Ford launches $1B share buyback amid financial strain and low margins
Ford Motor Company has authorised a new share repurchase programme for up to 31.7 million common stocks. The move comes as the automaker faces financial challenges, including a negative operating margin and high debt levels. Despite these pressures, analysts have set a price target of $13.91 per share.
Ford's financial health shows signs of strain. The company currently operates at a loss, with an operating margin of -4.9% and a net margin of -4.37%. Its debt-to-equity ratio stands at 4.61, signalling heavy reliance on borrowed capital. Additionally, the Altman Z-Score of 0.78 places Ford in the 'distress zone,' raising concerns about potential bankruptcy risk within two years.

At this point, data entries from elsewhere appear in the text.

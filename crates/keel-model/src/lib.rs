// Copyright (c) 2024-2026 Martin Schröder <info@swedishembedded.com>
//
// SPDX-License-Identifier: MIT
mod client;
mod mock;
mod openai;
mod types;

use std::sync::Arc;
use std::time::Duration;

use anyhow::bail;

pub use client::{ModelClient, ResponseStream, RetryPolicy};
pub use mock::ScriptedMockClient;
pub use openai::OpenAiChatClient;
pub use types::*;

/// Construct a shared [`ModelClient`] from a stored model profile.
///
/// The wire format tag selects the driver; `"mock"` produces a scripted mock
/// with a single canned reply, which keeps end-to-end tests and offline demos
/// working without network access.
pub fn from_profile(
    profile: &ModelProfile,
    llm: &keel_config::LlmConfig,
) -> anyhow::Result<Arc<dyn ModelClient>> {
    let timeout = Duration::from_secs_f64(llm.timeout_sec.max(1.0));
    let retry = RetryPolicy::from_config(&llm.retry);
    match profile.api_format.as_str() {
        "openai_chat" | "openai" | "" => {
            Ok(Arc::new(OpenAiChatClient::new(profile, timeout, retry)))
        }
        "mock" => Ok(Arc::new(ScriptedMockClient::always_text("mock reply"))),
        other => bail!("unknown api format: {other:?} (expected openai_chat or mock)"),
    }
}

The repurchase programme aims to offset dilution caused by equity compensation awards and maturing convertible debt. Share buybacks may take place through open market transactions or private deals, though no fixed timeline for completion exists. Meanwhile, Ford's stock appears oversold, with a 14-day Relative Strength Index (RSI) reading of 26.45.
Over the past three years, revenue has grown by 6.1%, offering a rare positive note amid broader financial struggles. However, broader market trends among European automakers—such as Volkswagen's 23% decline over two years and Porsche's 21.10% drop year-to-date—highlight industry-wide pressures. Ford's own stock performance over the last 12 months remains unclear due to limited available data.
Ford's share repurchase plan seeks to manage dilution while the company navigates financial difficulties. With a price target of $13.91, analysts remain watchful of its stock potential. The automaker's next steps will likely focus on improving margins and reducing debt to stabilise its position.